Records drawn from a dataset:
+++++
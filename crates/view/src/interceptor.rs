//! Custom-scheme request interceptor.
//!
//! Every resource load the display surface issues transits this
//! interceptor, because the surface is only ever given
//! `cached-http`/`cached-https` URLs. That makes the cache authoritative
//! and transparent to the renderer: cached bytes are served without
//! touching the network, and a miss is fetched once and written through.

use std::sync::Arc;

use bytes::Bytes;
use url::Url;

use offpage_client::Transport;
use offpage_core::{ContentStore, addressing};

use crate::task::{InterceptedTask, LoadFailure, ResponseMeta, TaskId, TaskRegistry};

/// Scheme handler for the interception schemes.
///
/// Implements the {start, stop} capability set the surface's URL-scheme
/// facility requires. `stop` only unregisters: an in-flight fetch is left
/// to complete (its delivery is suppressed by the registry gate), which
/// keeps cancellation cheap without leaking resources.
#[derive(Clone)]
pub struct SchemeInterceptor {
    content: ContentStore,
    transport: Arc<dyn Transport>,
    registry: Arc<TaskRegistry>,
}

impl SchemeInterceptor {
    pub fn new(content: ContentStore, transport: Arc<dyn Transport>) -> Self {
        Self { content, transport, registry: Arc::new(TaskRegistry::new()) }
    }

    /// The registry tracking this interceptor's in-flight tasks.
    pub fn registry(&self) -> &Arc<TaskRegistry> {
        &self.registry
    }

    /// Begin serving a synthetic request.
    ///
    /// Registers the task, then resolves it asynchronously: cache hit →
    /// deliver stored bytes; miss → fetch, write through, deliver; fetch
    /// failure → deliver a synthesized 500-class error.
    pub fn start(&self, task: Arc<dyn InterceptedTask>) {
        let id = task.id();
        let request_url = task.request_url();
        self.registry.register(id, task);

        let this = self.clone();
        tokio::spawn(async move {
            this.serve(id, request_url).await;
        });
    }

    /// Stop serving a synthetic request.
    ///
    /// Unregisters the task; any in-flight fetch completes but delivers
    /// nothing.
    pub fn stop(&self, task: &dyn InterceptedTask) {
        self.registry.cancel(task.id());
    }

    async fn serve(&self, id: TaskId, request_url: Url) {
        let logical = match addressing::to_logical(&request_url) {
            Ok(url) => url,
            Err(e) => {
                tracing::warn!("unresolvable request URL {request_url}: {e}");
                self.deliver_failure(id, &LoadFailure::resource_failed());
                return;
            }
        };

        let key = match addressing::cache_key(logical.as_str()) {
            Ok(key) => key,
            Err(e) => {
                tracing::warn!("no cache key for {logical}: {e}");
                self.deliver_failure(id, &LoadFailure::resource_failed());
                return;
            }
        };

        match self.content.get(&key).await {
            Ok(Some(bytes)) => {
                tracing::debug!("cache hit for {}", logical);
                self.deliver(id, &logical, bytes);
                return;
            }
            Ok(None) => tracing::debug!("cache miss for {}", logical),
            // a read failure degrades to a miss
            Err(e) => tracing::warn!("cache read failed for {}: {e}", logical),
        }

        match self.transport.fetch(&logical).await {
            Ok(bytes) => {
                if let Err(e) = self.content.put(&key, bytes.clone()).await {
                    tracing::warn!("cache write failed for {}: {e}", logical);
                }
                self.deliver(id, &logical, bytes);
            }
            Err(e) => {
                tracing::debug!("fetch failed for {}: {e}", logical);
                self.deliver_failure(id, &LoadFailure::resource_failed());
            }
        }
    }

    /// Three-step delivery, re-checking `is_active` immediately before
    /// each step: cancellation races the completion callback, and a task
    /// stopped mid-delivery must be silently abandoned.
    fn deliver(&self, id: TaskId, url: &Url, bytes: Bytes) {
        let Some(task) = self.registry.active(id) else {
            return;
        };

        let meta = ResponseMeta::html(url.clone(), bytes.len() as u64);
        task.receive_response(&meta);

        if !self.registry.is_active(id) {
            return;
        }
        task.receive_data(bytes);

        if !self.registry.is_active(id) {
            return;
        }
        task.finish();

        self.registry.complete(id);
    }

    fn deliver_failure(&self, id: TaskId, failure: &LoadFailure) {
        let Some(task) = self.registry.active(id) else {
            return;
        };
        task.fail(failure);
        self.registry.complete(id);
    }
}
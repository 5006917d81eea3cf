//! Shared test doubles: spy surface, spy task, scripted transport.

use std::collections::{HashMap, VecDeque};
use std::sync::Mutex;
use std::sync::atomic::{AtomicUsize, Ordering};
use std::time::Duration;

use async_trait::async_trait;
use bytes::Bytes;
use url::Url;

use offpage_client::Transport;
use offpage_core::{Error, Point, addressing};

use crate::surface::RenderSurface;
use crate::task::{InterceptedTask, LoadFailure, ResponseMeta, TaskId};

/// Rendering-surface stand-in that records every command it receives.
#[derive(Default)]
pub(crate) struct SpySurface {
    loads: Mutex<Vec<Url>>,
    offset: Mutex<Point>,
    offsets_set: Mutex<Vec<Point>>,
}

impl SpySurface {
    pub fn new() -> Self {
        Self::default()
    }

    pub fn loads(&self) -> Vec<Url> {
        self.loads.lock().unwrap().clone()
    }

    pub fn offset(&self) -> Point {
        *self.offset.lock().unwrap()
    }

    /// Simulate the reader (or the renderer's layout) moving the view.
    pub fn set_offset(&self, offset: Point) {
        *self.offset.lock().unwrap() = offset;
    }

    pub fn offsets_set(&self) -> Vec<Point> {
        self.offsets_set.lock().unwrap().clone()
    }
}

impl RenderSurface for SpySurface {
    fn load(&self, url: &Url) {
        self.loads.lock().unwrap().push(url.clone());
    }

    fn scroll_offset(&self) -> Point {
        *self.offset.lock().unwrap()
    }

    fn set_scroll_offset(&self, offset: Point) {
        *self.offset.lock().unwrap() = offset;
        self.offsets_set.lock().unwrap().push(offset);
    }
}

/// Intercepted-task stand-in counting every delivery it receives.
pub(crate) struct SpyTask {
    id: TaskId,
    url: Url,
    responses: Mutex<Vec<ResponseMeta>>,
    chunks: Mutex<Vec<Bytes>>,
    finishes: AtomicUsize,
    failures: Mutex<Vec<LoadFailure>>,
}

impl SpyTask {
    pub fn new(id: TaskId, url: &str) -> Self {
        Self {
            id,
            url: Url::parse(url).unwrap(),
            responses: Mutex::new(Vec::new()),
            chunks: Mutex::new(Vec::new()),
            finishes: AtomicUsize::new(0),
            failures: Mutex::new(Vec::new()),
        }
    }

    pub fn responses(&self) -> Vec<ResponseMeta> {
        self.responses.lock().unwrap().clone()
    }

    pub fn bodies(&self) -> Vec<Bytes> {
        self.chunks.lock().unwrap().clone()
    }

    pub fn finish_count(&self) -> usize {
        self.finishes.load(Ordering::SeqCst)
    }

    pub fn failures(&self) -> Vec<LoadFailure> {
        self.failures.lock().unwrap().clone()
    }

    /// Total deliveries of any kind; zero for a task stopped in time.
    pub fn delivery_count(&self) -> usize {
        self.responses.lock().unwrap().len()
            + self.chunks.lock().unwrap().len()
            + self.finish_count()
            + self.failures.lock().unwrap().len()
    }

    /// Poll until the task reaches a terminal outcome or the timeout
    /// elapses.
    pub async fn wait_terminal(&self, timeout: Duration) {
        let deadline = tokio::time::Instant::now() + timeout;
        while self.finish_count() == 0 && self.failures.lock().unwrap().is_empty() {
            if tokio::time::Instant::now() >= deadline {
                return;
            }
            tokio::time::sleep(Duration::from_millis(5)).await;
        }
    }
}

impl InterceptedTask for SpyTask {
    fn id(&self) -> TaskId {
        self.id
    }

    fn request_url(&self) -> Url {
        self.url.clone()
    }

    fn receive_response(&self, meta: &ResponseMeta) {
        self.responses.lock().unwrap().push(meta.clone());
    }

    fn receive_data(&self, chunk: Bytes) {
        self.chunks.lock().unwrap().push(chunk);
    }

    fn finish(&self) {
        self.finishes.fetch_add(1, Ordering::SeqCst);
    }

    fn fail(&self, failure: &LoadFailure) {
        self.failures.lock().unwrap().push(failure.clone());
    }
}

/// Transport fake serving scripted responses per canonical URL.
#[derive(Default)]
pub(crate) struct FakeTransport {
    delay: Mutex<Duration>,
    responses: Mutex<HashMap<String, VecDeque<Result<Bytes, String>>>>,
    fetches: AtomicUsize,
}

impl FakeTransport {
    pub fn new() -> Self {
        Self::default()
    }

    pub fn with_delay(delay: Duration) -> Self {
        let transport = Self::default();
        *transport.delay.lock().unwrap() = delay;
        transport
    }

    /// Delay every subsequent fetch, to hold a fetch in flight while the
    /// test races it against a stop or a scroll.
    pub fn with_fetch_delay(&self, delay: Duration) {
        *self.delay.lock().unwrap() = delay;
    }

    /// Queue the next result served for a URL (any spelling).
    pub fn script(&self, url: &str, result: Result<Bytes, &str>) {
        let canonical = addressing::canonicalize(url).unwrap();
        self.responses
            .lock()
            .unwrap()
            .entry(canonical.as_str().to_string())
            .or_default()
            .push_back(result.map_err(|msg| msg.to_string()));
    }

    pub fn fetch_count(&self) -> usize {
        self.fetches.load(Ordering::SeqCst)
    }
}

#[async_trait]
impl Transport for FakeTransport {
    async fn fetch(&self, url: &Url) -> Result<Bytes, Error> {
        self.fetches.fetch_add(1, Ordering::SeqCst);

        let delay = *self.delay.lock().unwrap();
        if !delay.is_zero() {
            tokio::time::sleep(delay).await;
        }

        let next = self
            .responses
            .lock()
            .unwrap()
            .get_mut(url.as_str())
            .and_then(|queue| queue.pop_front());

        match next {
            Some(Ok(bytes)) => Ok(bytes),
            Some(Err(message)) => Err(Error::HttpError(message)),
            None => Err(Error::HttpError(format!("no scripted response for {url}"))),
        }
    }
}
+++++
[WORK ORDER]
From the data above, gather every line that includes the word "responses".

[ANSWER FOR THE TASK]
    responses: Mutex<Vec<ResponseMeta>>,
            responses: Mutex::new(Vec::new()),
    pub fn responses(&self) -> Vec<ResponseMeta> {
        self.responses.lock().unwrap().clone()
        self.responses.lock().unwrap().len()
        self.responses.lock().unwrap().push(meta.clone());
/// Transport fake serving scripted responses per canonical URL.
    responses: Mutex<HashMap<String, VecDeque<Result<Bytes, String>>>>,
        self.responses
            .responses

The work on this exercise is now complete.